> **Assigned task**
From the records below, copy every line that contains the word "MaybeTlsStream".

> **Available data**

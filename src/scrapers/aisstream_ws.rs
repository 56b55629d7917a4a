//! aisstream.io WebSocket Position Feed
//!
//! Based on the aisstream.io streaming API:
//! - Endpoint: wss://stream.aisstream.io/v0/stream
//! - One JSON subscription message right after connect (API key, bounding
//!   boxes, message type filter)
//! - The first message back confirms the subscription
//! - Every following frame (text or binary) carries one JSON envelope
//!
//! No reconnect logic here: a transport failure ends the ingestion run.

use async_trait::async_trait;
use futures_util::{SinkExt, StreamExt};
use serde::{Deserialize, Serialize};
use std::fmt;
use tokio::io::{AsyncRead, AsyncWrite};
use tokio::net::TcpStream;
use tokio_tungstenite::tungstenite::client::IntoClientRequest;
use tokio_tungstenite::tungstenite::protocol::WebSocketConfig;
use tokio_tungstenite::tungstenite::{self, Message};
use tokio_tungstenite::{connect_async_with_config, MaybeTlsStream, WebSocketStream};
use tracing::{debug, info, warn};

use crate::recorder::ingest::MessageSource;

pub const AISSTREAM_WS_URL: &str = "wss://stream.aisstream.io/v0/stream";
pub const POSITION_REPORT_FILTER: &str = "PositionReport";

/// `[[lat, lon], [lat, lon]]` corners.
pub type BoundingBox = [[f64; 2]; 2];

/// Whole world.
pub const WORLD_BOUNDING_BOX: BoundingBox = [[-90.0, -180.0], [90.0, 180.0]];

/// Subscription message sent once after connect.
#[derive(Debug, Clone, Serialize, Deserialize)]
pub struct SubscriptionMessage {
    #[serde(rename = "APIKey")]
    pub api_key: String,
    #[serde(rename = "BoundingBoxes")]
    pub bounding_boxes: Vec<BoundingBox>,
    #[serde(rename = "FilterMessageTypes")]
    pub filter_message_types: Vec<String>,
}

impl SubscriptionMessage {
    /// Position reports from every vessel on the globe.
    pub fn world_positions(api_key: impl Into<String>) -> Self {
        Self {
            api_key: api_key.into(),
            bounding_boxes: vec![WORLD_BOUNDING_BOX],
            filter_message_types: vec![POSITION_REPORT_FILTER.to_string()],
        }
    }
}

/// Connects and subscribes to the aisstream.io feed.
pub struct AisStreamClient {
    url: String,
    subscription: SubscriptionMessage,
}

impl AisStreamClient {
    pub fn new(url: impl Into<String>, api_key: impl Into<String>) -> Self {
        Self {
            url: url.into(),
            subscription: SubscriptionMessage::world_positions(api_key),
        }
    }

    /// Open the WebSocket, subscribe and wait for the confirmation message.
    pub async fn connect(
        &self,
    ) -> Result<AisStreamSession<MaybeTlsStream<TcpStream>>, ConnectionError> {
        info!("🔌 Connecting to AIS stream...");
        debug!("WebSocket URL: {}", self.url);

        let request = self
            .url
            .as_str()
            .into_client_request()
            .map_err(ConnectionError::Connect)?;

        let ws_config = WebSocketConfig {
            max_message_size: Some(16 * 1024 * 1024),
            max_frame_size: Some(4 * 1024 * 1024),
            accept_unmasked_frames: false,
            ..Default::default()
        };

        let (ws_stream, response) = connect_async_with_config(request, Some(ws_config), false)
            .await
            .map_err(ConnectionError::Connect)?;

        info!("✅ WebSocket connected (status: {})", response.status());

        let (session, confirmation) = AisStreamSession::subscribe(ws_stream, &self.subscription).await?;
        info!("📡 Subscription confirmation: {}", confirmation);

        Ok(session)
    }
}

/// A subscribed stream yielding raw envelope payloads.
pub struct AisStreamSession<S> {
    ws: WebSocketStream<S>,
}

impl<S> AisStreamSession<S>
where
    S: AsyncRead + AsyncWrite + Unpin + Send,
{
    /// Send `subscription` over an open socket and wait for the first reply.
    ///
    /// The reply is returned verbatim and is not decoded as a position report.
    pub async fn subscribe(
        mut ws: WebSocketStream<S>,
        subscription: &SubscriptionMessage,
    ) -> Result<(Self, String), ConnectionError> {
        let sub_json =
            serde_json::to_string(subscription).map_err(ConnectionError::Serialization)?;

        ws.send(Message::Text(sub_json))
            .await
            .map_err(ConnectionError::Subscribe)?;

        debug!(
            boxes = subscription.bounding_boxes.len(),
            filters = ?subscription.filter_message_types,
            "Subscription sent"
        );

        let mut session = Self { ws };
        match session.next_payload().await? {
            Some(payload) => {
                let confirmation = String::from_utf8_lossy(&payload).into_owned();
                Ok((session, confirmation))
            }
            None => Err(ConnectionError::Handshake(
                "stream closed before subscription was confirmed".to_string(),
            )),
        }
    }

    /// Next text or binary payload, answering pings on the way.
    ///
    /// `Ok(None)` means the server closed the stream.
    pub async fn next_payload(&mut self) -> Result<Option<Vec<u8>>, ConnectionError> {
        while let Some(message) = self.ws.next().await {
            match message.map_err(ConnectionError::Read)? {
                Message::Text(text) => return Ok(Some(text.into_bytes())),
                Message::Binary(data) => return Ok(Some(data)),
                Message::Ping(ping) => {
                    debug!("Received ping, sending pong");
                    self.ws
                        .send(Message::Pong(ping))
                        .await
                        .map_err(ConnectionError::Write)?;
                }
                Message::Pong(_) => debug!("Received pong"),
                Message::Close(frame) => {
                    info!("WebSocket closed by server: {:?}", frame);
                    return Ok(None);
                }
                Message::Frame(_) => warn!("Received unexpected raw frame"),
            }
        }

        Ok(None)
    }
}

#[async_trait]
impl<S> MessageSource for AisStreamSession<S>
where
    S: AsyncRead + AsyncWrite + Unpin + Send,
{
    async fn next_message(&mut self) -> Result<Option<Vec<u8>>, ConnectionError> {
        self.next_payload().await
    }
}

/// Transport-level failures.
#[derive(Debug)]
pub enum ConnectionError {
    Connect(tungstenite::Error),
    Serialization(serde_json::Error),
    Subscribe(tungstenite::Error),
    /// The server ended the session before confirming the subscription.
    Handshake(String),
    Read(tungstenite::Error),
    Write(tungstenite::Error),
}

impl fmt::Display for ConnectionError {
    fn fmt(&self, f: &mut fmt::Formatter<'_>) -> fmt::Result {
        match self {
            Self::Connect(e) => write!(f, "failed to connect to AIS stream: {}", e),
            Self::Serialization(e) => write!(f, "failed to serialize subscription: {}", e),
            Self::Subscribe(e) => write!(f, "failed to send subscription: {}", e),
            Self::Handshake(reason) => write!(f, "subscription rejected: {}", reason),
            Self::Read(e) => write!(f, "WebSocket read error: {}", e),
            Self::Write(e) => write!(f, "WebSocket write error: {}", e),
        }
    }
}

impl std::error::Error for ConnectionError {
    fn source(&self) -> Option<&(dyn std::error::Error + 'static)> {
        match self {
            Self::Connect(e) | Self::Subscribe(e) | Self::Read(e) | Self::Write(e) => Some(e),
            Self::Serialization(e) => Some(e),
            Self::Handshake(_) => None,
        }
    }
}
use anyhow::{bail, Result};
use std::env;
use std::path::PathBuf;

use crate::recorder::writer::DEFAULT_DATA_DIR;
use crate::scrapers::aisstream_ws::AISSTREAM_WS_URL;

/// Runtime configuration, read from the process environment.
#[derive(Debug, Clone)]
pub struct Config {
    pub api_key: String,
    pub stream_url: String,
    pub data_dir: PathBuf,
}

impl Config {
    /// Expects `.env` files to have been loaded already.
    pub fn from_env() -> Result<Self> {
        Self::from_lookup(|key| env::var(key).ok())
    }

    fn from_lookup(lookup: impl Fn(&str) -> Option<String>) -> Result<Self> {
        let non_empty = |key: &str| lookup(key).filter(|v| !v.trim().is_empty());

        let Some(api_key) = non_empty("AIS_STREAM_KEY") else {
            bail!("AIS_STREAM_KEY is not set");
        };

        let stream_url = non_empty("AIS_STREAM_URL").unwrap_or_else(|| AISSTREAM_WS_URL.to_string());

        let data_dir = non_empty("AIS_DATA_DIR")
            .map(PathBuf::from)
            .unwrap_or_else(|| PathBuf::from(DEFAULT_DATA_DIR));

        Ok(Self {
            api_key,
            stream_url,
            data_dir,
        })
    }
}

> **Response to this exercise**
use tokio_tungstenite::{connect_async_with_config, MaybeTlsStream, WebSocketStream};
    ) -> Result<AisStreamSession<MaybeTlsStream<TcpStream>>, ConnectionError> {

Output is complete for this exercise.